I will make no secret of the fact that I begin this in a low mood, with a cloud of melancholy descending on me. I have been off work with a viral infection for the past few days, so I suppose a weakness of spirit is only to be expected, but it is not that. Sometimes you tell yourself when you are ill that at least the time off will give you time to do some other jobs, but it doesn’t work that way: the headaches and dizziness just make you lethargic, driving you into a meandering state of mind that seeks lazy entertainment in day-time-television and glossy magazines. Well I don’t own a TV and you can only flick through the Misco catalogue once before it strikes you as rather pointless. But there is still the Internet, temporarily restored for the sake of a broken laptop.

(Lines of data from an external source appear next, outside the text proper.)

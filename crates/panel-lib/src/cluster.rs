//! Cluster-wide usage figures for the dashboard overview
//!
//! Built from metrics-server node and pod metrics, the node list for
//! capacities and, when available, the persistent volume list.

use crate::classifier::{node_status, NodeStatus};
use crate::objects::{Node, NodeMetrics, PersistentVolume, PodMetrics};
use crate::units::{percent, round_to, to_cores, to_gigabytes, ResourceQuantity};
use serde::{Deserialize, Serialize};
use std::collections::{BTreeMap, HashMap};

#[derive(Debug, Clone, PartialEq, Serialize, Deserialize)]
#[serde(rename_all = "camelCase")]
pub struct ClusterMetrics {
    pub nodes: NodeCounts,
    pub cpu: CpuUsage,
    pub memory: MemoryUsage,
    pub pods: PodCounts,
    #[serde(skip_serializing_if = "Option::is_none")]
    pub storage: Option<StorageCapacity>,
    pub node_usage: Vec<NodeUsage>,
}

#[derive(Debug, Clone, PartialEq, Serialize, Deserialize)]
pub struct NodeCounts {
    pub total: usize,
    pub ready: usize,
}

#[derive(Debug, Clone, PartialEq, Serialize, Deserialize)]
#[serde(rename_all = "camelCase")]
pub struct CpuUsage {
    pub capacity_cores: f64,
    pub usage_cores: f64,
    pub usage_percent: f64,
}

#[derive(Debug, Clone, PartialEq, Serialize, Deserialize)]
#[serde(rename_all = "camelCase")]
pub struct MemoryUsage {
    pub capacity_gb: f64,
    pub usage_gb: f64,
    pub usage_percent: f64,
}

#[derive(Debug, Clone, PartialEq, Serialize, Deserialize)]
pub struct PodCounts {
    pub running: usize,
}

#[derive(Debug, Clone, PartialEq, Serialize, Deserialize)]
#[serde(rename_all = "camelCase")]
pub struct StorageCapacity {
    pub capacity_gb: f64,
    pub volumes: usize,
}

#[derive(Debug, Clone, PartialEq, Serialize, Deserialize)]
#[serde(rename_all = "camelCase")]
pub struct NodeUsage {
    pub name: String,
    pub cpu_cores: f64,
    pub memory_gb: f64,
    pub cpu_percent: f64,
    pub memory_percent: f64,
}

fn quantity(map: &BTreeMap<String, String>, key: &str, convert: fn(&str) -> f64) -> f64 {
    map.get(key).map(|q| convert(q)).unwrap_or(0.0)
}

/// Combine the fetched lists into the overview
pub fn build_cluster_metrics(
    node_metrics: &[NodeMetrics],
    nodes: &[Node],
    pod_metrics: &[PodMetrics],
    volumes: Option<&[PersistentVolume]>,
) -> ClusterMetrics {
    let capacities: HashMap<String, (f64, f64)> = nodes
        .iter()
        .map(|node| {
            let capacity = &node.status.capacity;
            (
                node.metadata.name_or_empty(),
                (
                    quantity(capacity, "cpu", to_cores),
                    quantity(capacity, "memory", to_gigabytes),
                ),
            )
        })
        .collect();

    let capacity_cores: f64 = capacities.values().map(|(cpu, _)| cpu).sum();
    let capacity_gb: f64 = capacities.values().map(|(_, mem)| mem).sum();

    let node_usage: Vec<NodeUsage> = node_metrics
        .iter()
        .map(|m| {
            let name = m.metadata.name_or_empty();
            let cpu = quantity(&m.usage, "cpu", to_cores);
            let memory = quantity(&m.usage, "memory", to_gigabytes);
            let (cpu_cap, mem_cap) = capacities.get(&name).copied().unwrap_or((0.0, 0.0));
            NodeUsage {
                cpu_cores: round_to(cpu, 3),
                memory_gb: round_to(memory, 2),
                cpu_percent: percent(cpu, cpu_cap),
                memory_percent: percent(memory, mem_cap),
                name,
            }
        })
        .collect();

    let usage_cores: f64 = node_metrics
        .iter()
        .map(|m| quantity(&m.usage, "cpu", to_cores))
        .sum();
    let usage_gb: f64 = node_metrics
        .iter()
        .map(|m| quantity(&m.usage, "memory", to_gigabytes))
        .sum();

    let storage = volumes.map(|volumes| StorageCapacity {
        capacity_gb: round_to(
            volumes
                .iter()
                .filter_map(|pv| pv.spec.capacity.get("storage"))
                .map(|q| ResourceQuantity::parse(q).to_bytes())
                .sum::<f64>()
                / 1024f64.powi(3),
            2,
        ),
        volumes: volumes.len(),
    });

    ClusterMetrics {
        nodes: NodeCounts {
            total: nodes.len(),
            ready: nodes
                .iter()
                .filter(|n| node_status(n) == NodeStatus::Online)
                .count(),
        },
        cpu: CpuUsage {
            capacity_cores: round_to(capacity_cores, 3),
            usage_cores: round_to(usage_cores, 3),
            usage_percent: percent(usage_cores, capacity_cores),
        },
        memory: MemoryUsage {
            capacity_gb: round_to(capacity_gb, 2),
            usage_gb: round_to(usage_gb, 2),
            usage_percent: percent(usage_gb, capacity_gb),
        },
        pods: PodCounts {
            running: pod_metrics.len(),
        },
        storage,
        node_usage,
    }
}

Thus this afternoon I have had my fill of social heresy, delving into the latest offerings of Pilots for 9/11 Truth, Architects and Engineers for 9/11 Truth and Scholars for 9/11 Truth, which was all brought on by my watching the 60 Minutes clip on CBS about the detention of an innocent man at Guantanamo Bay for five years. I know, I know, I’m playing with fire, there will be an inquisition shortly to determine how I even dared type it into Google. And when I did, why I didn’t choose to learn about Stuttgart’s advances on the 966 (and particularly when I have been driving that battered old Fiesta for the past seven years; do I not aspire to anything, for crying out loud). Yes, I know, I shall be cast out for such brazen heresy, but I pray my alibi will suffice: ‘It was the Lemsip. I didn’t know what I was doing. I was asleep at the controls of the machine.’ Actually I didn’t have any Lemsip today because yesterday my Doctor said it was terrible stuff packed with adrenalin and useless junk, so I just had paracetamol instead (and that was in fact after watching nonsense, which I will get to in a little while).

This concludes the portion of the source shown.